A Little Note In Defense of the Mother of God
Prior to becoming Catholic, I had my misgivings about Mary. There was a deeply Protestant reservation that I carried about the veneration of the Virgin Mother of God. I had the mistaken notion that Catholics worshipped Mary, when in fact they only approach her for her loving intercession. Believing that Catholics had made Mary a goddess, I soon realized that she is forever pointing to her son saying, “Do whatever he tells you.” And just when I scoffed at the notion of Mary being conceived immaculately, I realized the Divine logic that Christ was born free of the taint of Original Sin (product of Spirit and sinless woman).
Though enshrouded in mystery, the intellectual reasons behind Mary’s sublime holiness were beginning to make sense to me.
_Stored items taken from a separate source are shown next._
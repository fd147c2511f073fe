//! Streak arithmetic and the messages derived from it.
//!
//! Dates are compared as plain calendar days. No timezone or DST
//! normalization is applied; a check-in stored under a UTC day stays on that
//! day.

use chrono::NaiveDate;
use serde::{Deserialize, Serialize};

use super::MoodRecord;

/// Length of the unbroken run of daily check-ins ending at the newest one.
///
/// `check_ins` must be in insertion (chronological) order. The walk starts
/// at the tail and stops at the first pair that is not exactly one day
/// apart.
pub fn calculate_streak(check_ins: &[MoodRecord]) -> u32 {
    if check_ins.is_empty() {
        return 0;
    }

    let mut streak = 1;
    for pair in check_ins.windows(2).rev() {
        let (previous, current) = (pair[0].date, pair[1].date);
        if current.signed_duration_since(previous).num_days() == 1 {
            streak += 1;
        } else {
            break;
        }
    }
    streak
}

/// Whether `date` falls in the trailing week `[today - 7 days, today]`.
pub fn within_week(date: NaiveDate, today: NaiveDate) -> bool {
    let days_ago = today.signed_duration_since(date).num_days();
    (0..=7).contains(&days_ago)
}

/// Presentational band of a streak.
#[derive(Debug, Clone, Copy, PartialEq, Eq, Serialize, Deserialize)]
#[serde(rename_all = "lowercase")]
pub enum StreakTier {
    Low,
    Mid,
    High,
}

impl StreakTier {
    pub fn for_streak(streak: u32) -> Self {
        match streak {
            s if s >= 7 => StreakTier::High,
            3..=6 => StreakTier::Mid,
            _ => StreakTier::Low,
        }
    }
}

/// Streak lengths that earn their own celebration.
#[derive(Debug, Clone, Copy, PartialEq, Eq, Serialize, Deserialize)]
#[serde(rename_all = "snake_case")]
pub enum Milestone {
    ThreeDays,
    OneWeek,
    TwoWeeks,
    ThirtyDays,
}

impl Milestone {
    pub fn for_streak(streak: u32) -> Option<Self> {
        match streak {
            3 => Some(Milestone::ThreeDays),
            7 => Some(Milestone::OneWeek),
            14 => Some(Milestone::TwoWeeks),
            30 => Some(Milestone::ThirtyDays),
            _ => None,
        }
    }

    pub fn message(&self) -> &'static str {
        match self {
            Milestone::ThreeDays => "🔥 3-day streak! You're building momentum!",
            Milestone::OneWeek => "⭐ One-week streak! You're a wellness champion!",
            Milestone::TwoWeeks => "✨ Two-week streak! Incredible consistency!",
            Milestone::ThirtyDays => "👑 30-day streak! You've transformed your habits!",
        }
    }
}

/// Celebration shown after an accepted check-in.
pub fn celebration_message(streak: u32) -> String {
    match Milestone::for_streak(streak) {
        Some(milestone) => milestone.message().to_string(),
        None if streak > 1 => format!("🌟 {streak}-day streak! Keep it going!"),
        None => "Awesome! You checked in today. 🎉".to_string(),
    }
}

/// Short badge text for the streak widget.
pub fn streak_label(streak: u32) -> String {
    if streak > 0 {
        format!("{streak}-day streak")
    } else {
        "Start your journey".to_string()
    }
}

/// Encouragement shown after an exercise is recorded.
pub fn exercise_message(weekly_count: usize) -> String {
    let plural = if weekly_count == 1 { "" } else { "s" };
    format!("Great work! You've completed {weekly_count} exercise{plural} this week. 🌟")
}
But it wasn’t until years ago, on Good Friday, that the true essence of Mary came into sharp relief for me. High school kids at my parish church were re-enacting the Stations of the Cross when a young, weeping Mary approached her wounded, dying son. It was a moment both tender and haunting. That was the moment I saw her, perhaps for the first time, and understood who Mary really is.
Mother
Mary is Mother. She is a model of humility, chastity, discipline, faithfulness and strength. Mary shows us how to listen to God, how to follow his Will and how to faithfully embrace mystery and suffering with an eye towards God’s unfailing Grace. She is not God. Neither she nor the Church claim that she is. She is simply the perfect disciple. Greater than Peter or Paul. For she not only bore and raised Christ, but she suffered as both disciple and mother. Every image of the disciples with the crucified Christ is dwarfed by the immense pain of the Pieta.
In The Ball and the Cross G.K. Chesterton writes of a young man from the faraway highlands walking through the London streets. During an idle moment, he happened across a plate glass window in which was posted an atheistic screed against the Virgin Mary. The young man, a devoted Catholic unaccustomed to such deep violence against Our Lady, did what he thought was necessary: He smashed the window.
Later, when interrogated by the haughty magistrate about his “outlandish behavior” in the name of religion, the young man simply answered,
If [the atheist writer] had said of my mother what he said of the Mother of God, there is not a club of clean men in Europe that would deny my right to call him out. If he had said it of my wife, you English would yourselves have pardoned me for beating him like a dog in the market place. Your worship, I have no mother; I have no wife. I have only that which the poor have equally with the rich; which the lonely have equally with the man of many friends. To me this whole strange world is homely, because in the heart of it there is a home; to me this cruel world is kindly, because higher than the heavens there is something more human than humanity. If a man must not fight for this, may he fight for anything? I would fight for my friend, but if I lost my friend, I should still be there. I would fight for my country, but if I lost my country, I should still exist. But if what that devil dreams were true, I should not be—I should burst like a bubble and be gone. I could not live in that imbecile universe. Shall I not fight for my own existence?
Perhaps, as a Catholic, I would do a bit better to say a good word for Our Lady.
Indeed.
Holy Mary, Mother of God, pray for us sinners now and at the hour of our death.